Before using the Youtube API to make requests, we need to build a service object.
We will use the [`build()`](https://googleapis.github.io/google-api-python-client/docs/epy/googleapiclient.discovery-module.html#build) function to create the service object, we will need to specify the name of the service, in our case `youtube`, the API version as `v3` and we will also need a developer key.
For more information, you can always check the [Getting Started](https://github.com/googleapis/google-api-python-client/blob/master/docs/start.md) document from [
google-api-python-client documentation](https://github.com/googleapis/google-api-python-client).


In [3]:
youtube = build('youtube', 'v3', developerKey=API_KEY)

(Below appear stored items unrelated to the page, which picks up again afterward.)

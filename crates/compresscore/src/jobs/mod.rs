//! Compression jobs: one in-flight download → encode → upload per user.
//!
//! - [`JobRegistry`] maps an owner to their running job
//! - [`Coordinator`] starts, runs, cancels, and cleans up jobs
//! - [`ProgressSink`] is how a job tells the chat what it is doing

pub mod coordinator;
pub mod job;
pub mod registry;

pub use coordinator::{Coordinator, JobHandle};
pub use job::{Job, JobReport, JobRequest, JobStatus};
pub use registry::JobRegistry;

use async_trait::async_trait;
use std::fmt;
use thiserror::Error;
use uuid::Uuid;

use crate::conversion::EncodeError;
use crate::transfer::TransferError;

/// Identity of the user a job belongs to
#[derive(Debug, Clone, Copy, PartialEq, Eq, Hash, PartialOrd, Ord)]
pub struct OwnerId(pub i64);

impl fmt::Display for OwnerId {
    fn fmt(&self, f: &mut fmt::Formatter<'_>) -> fmt::Result {
        write!(f, "{}", self.0)
    }
}

impl From<i64> for OwnerId {
    fn from(id: i64) -> Self {
        OwnerId(id)
    }
}

/// Why a job did not complete (or could not start)
#[derive(Error, Debug)]
pub enum JobError {
    /// Owner already has an active job
    #[error("Owner {0} already has an active job")]
    Conflict(OwnerId),

    #[error("Unknown quality selector: {0:?}")]
    InvalidQuality(String),

    #[error("Transfer failed: {0}")]
    Transfer(TransferError),

    #[error("Encoding failed: {0}")]
    Encode(EncodeError),

    /// Not a failure: the owner asked to stop
    #[error("Job cancelled")]
    Cancelled,
}

impl From<TransferError> for JobError {
    fn from(err: TransferError) -> Self {
        match err {
            TransferError::Cancelled => JobError::Cancelled,
            other => JobError::Transfer(other),
        }
    }
}

impl From<EncodeError> for JobError {
    fn from(err: EncodeError) -> Self {
        match err {
            EncodeError::Cancelled => JobError::Cancelled,
            EncodeError::InvalidQuality(selector) => JobError::InvalidQuality(selector),
            other => JobError::Encode(other),
        }
    }
}

impl JobError {
    /// Short reason safe to show in chat; the full error goes to the log.
    pub fn user_summary(&self) -> &'static str {
        match self {
            JobError::Conflict(_) => "another compression is already running",
            JobError::InvalidQuality(_) => "unknown quality",
            JobError::Transfer(_) => "could not transfer the file",
            JobError::Encode(EncodeError::TimedOut(_)) => "compression took too long",
            JobError::Encode(_) => "the encoder failed",
            JobError::Cancelled => "cancelled",
        }
    }
}

/// One status transition, as reported to a [`ProgressSink`]
#[derive(Debug, Clone, PartialEq, Eq)]
pub struct ProgressUpdate {
    pub owner_id: OwnerId,
    pub job_id: Uuid,
    pub status: JobStatus,
    /// Quality label while transcoding, short failure reason when failed
    pub detail: Option<String>,
}

/// Observer of job progress (in production: the chat status message).
///
/// Errors are logged by the coordinator and never affect the job.
#[async_trait]
pub trait ProgressSink: Send + Sync {
    async fn report(&self, update: &ProgressUpdate) -> anyhow::Result<()>;
}

/// Sink that drops every update
#[derive(Debug, Clone, Copy, Default)]
pub struct NoopProgress;

#[async_trait]
impl ProgressSink for NoopProgress {
    async fn report(&self, _update: &ProgressUpdate) -> anyhow::Result<()> {
        Ok(())
    }
}

#[cfg(test)]
mod tests {
    use super::*;
    use std::time::Duration;

    #[test]
    fn test_cancellation_errors_collapse_to_cancelled() {
        assert!(matches!(JobError::from(TransferError::Cancelled), JobError::Cancelled));
        assert!(matches!(JobError::from(EncodeError::Cancelled), JobError::Cancelled));
    }

    #[test]
    fn test_invalid_quality_is_preserved() {
        let err = JobError::from(EncodeError::InvalidQuality("4k".to_string()));
        assert!(matches!(err, JobError::InvalidQuality(ref s) if s == "4k"));
    }

    #[test]
    fn test_user_summary_hides_raw_detail() {
        let err = JobError::from(EncodeError::Failed {
            exit_code: Some(1),
            stderr_excerpt: "/secret/path/in.mp4: Invalid data".to_string(),
        });
        assert_eq!(err.user_summary(), "the encoder failed");
        assert!(err.to_string().contains("Invalid data"));

        let err = JobError::from(EncodeError::TimedOut(Duration::from_secs(5)));
        assert_eq!(err.user_summary(), "compression took too long");

        let err = JobError::from(TransferError::platform("file is too big"));
        assert_eq!(err.user_summary(), "could not transfer the file");
    }

    #[test]
    fn test_owner_id_display() {
        assert_eq!(OwnerId(42).to_string(), "42");
        assert_eq!(OwnerId::from(-7), OwnerId(-7));
    }
}
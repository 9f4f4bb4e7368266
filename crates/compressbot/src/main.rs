//! CompressMaster bot entry point

#![cfg_attr(test, allow(clippy::unwrap_used, clippy::expect_used))]

mod cli;
mod telegram;

use anyhow::Result;
use std::path::PathBuf;
use std::sync::Arc;
use teloxide::prelude::*;
use teloxide::update_listeners::Polling;

use cli::{Cli, Commands};
use compresscore::conversion::check_encoder;
use compresscore::core::{config, init_logger, install_panic_hook};
use compresscore::{Coordinator, FfmpegEncoder, ScratchSpace, Settings};
use telegram::{create_bot, schema, setup_bot_commands, HandlerDeps, PendingUploads, TelegramTransfer};

/// Main entry point
///
/// # Errors
/// Returns an error if initialization fails (configuration, logging, bot creation).
#[tokio::main]
async fn main() -> Result<()> {
    let cli = Cli::parse_args();

    // Load environment variables from .env if present
    let _ = dotenvy::dotenv();

    install_panic_hook();

    // Logger goes up before the settings are checked so a bad config is logged too
    let settings = Settings::from_env();
    let log_file_path = settings
        .as_ref()
        .map(|s| s.log_file_path.clone())
        .unwrap_or_else(|_| PathBuf::from(config::DEFAULT_LOG_FILE_PATH));
    init_logger(&log_file_path)?;

    let settings = settings.inspect_err(|e| log::error!("Configuration error: {}", e))?;

    match cli.command.unwrap_or(Commands::Run) {
        Commands::Run => run_bot(settings).await,
        Commands::Check => run_check(&settings).await,
    }
}

async fn run_bot(settings: Settings) -> Result<()> {
    log::info!("Starting bot...");

    let scratch = ScratchSpace::new(&settings.temp_dir);
    scratch.prepare().await?;
    log::info!("Scratch directory: {}", scratch.root().display());

    if !check_encoder(&settings.ffmpeg_bin).await {
        log::warn!(
            "Encoder '{}' is not available; every compression will fail until it is installed",
            settings.ffmpeg_bin
        );
    }

    let bot = create_bot(&settings)?;
    if let Err(e) = setup_bot_commands(&bot).await {
        log::warn!("Failed to set bot commands: {}", e);
    }

    let encoder = FfmpegEncoder::new(settings.ffmpeg_bin.clone()).with_timeout(settings.encode_timeout);
    let coordinator = Coordinator::new(
        scratch,
        Arc::new(encoder),
        Arc::new(TelegramTransfer::new(bot.clone())),
    );
    let deps = HandlerDeps::new(coordinator.clone(), PendingUploads::new());

    let listener = Polling::builder(bot.clone()).drop_pending_updates().build();
    Dispatcher::builder(bot, schema(deps))
        .enable_ctrlc_handler()
        .build()
        .dispatch_with_listener(
            listener,
            LoggingErrorHandler::with_custom_text("An error from the update listener"),
        )
        .await;

    log::info!(
        "Dispatcher shutdown gracefully ({} job(s) still running will be cleaned up)",
        coordinator.active_jobs()
    );
    Ok(())
}

/// Validates configuration and the encoder without connecting to Telegram
async fn run_check(settings: &Settings) -> Result<()> {
    log::info!("Checking configuration...");

    let scratch = ScratchSpace::new(&settings.temp_dir);
    scratch.prepare().await?;
    log::info!("✅ Scratch directory ready: {}", scratch.root().display());

    if !check_encoder(&settings.ffmpeg_bin).await {
        anyhow::bail!("Encoder '{}' not found or not working", settings.ffmpeg_bin);
    }
    log::info!("✅ Encoder '{}' is available", settings.ffmpeg_bin);

    match settings.encode_timeout {
        Some(limit) => log::info!("Encode timeout: {}s", limit.as_secs()),
        None => log::info!("Encode timeout: none"),
    }
    if let Some(url) = &settings.bot_api_url {
        log::info!("Bot API URL: {}", url);
    }

    log::info!("✅ Configuration OK");
    Ok(())
}
use clap::{Parser, Subcommand};

#[derive(Parser)]
#[command(name = "compressbot")]
#[command(author, version, about = "Telegram bot that compresses videos to 480p, 720p or 1080p", long_about = None)]
pub struct Cli {
    #[command(subcommand)]
    pub command: Option<Commands>,
}

#[derive(Subcommand, Debug, Clone, Copy, PartialEq, Eq)]
pub enum Commands {
    /// Run the bot (default)
    Run,

    /// Validate configuration and probe the encoder, then exit
    Check,
}

impl Cli {
    pub fn parse_args() -> Self {
        Self::parse()
    }
}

## Retrieve Statistics for Any YouTube Channel

we are ready to make our first request. Since our goal is to collect data for a specific list YouTube channel. We need a parameter which uniquely identifies the YouTube channel.   
In order to request information about a particular channel, we call the [`channel.list`](https://developers.google.com/youtube/v3/docs/channels/list) method, and to identify the channel, we can use the channel ID or the username associated with that channel.  
Perhaps you are wondering how to find the ID of a channel? Me too.  
One way to do it based on this post on [stackoverflow](https://stackoverflow.com/questions/14366648/how-can-i-get-a-channel-id-from-youtube), is to look for either `data-channel-external-id` or `externalId` in the source code  of the channel page.   
In this [jupyter notebook](channels_id.ipynb) we used [`search.list`](https://developers.google.com/youtube/v3/guides/implementation/search) method to find a channel ID for a list of YouTube channel.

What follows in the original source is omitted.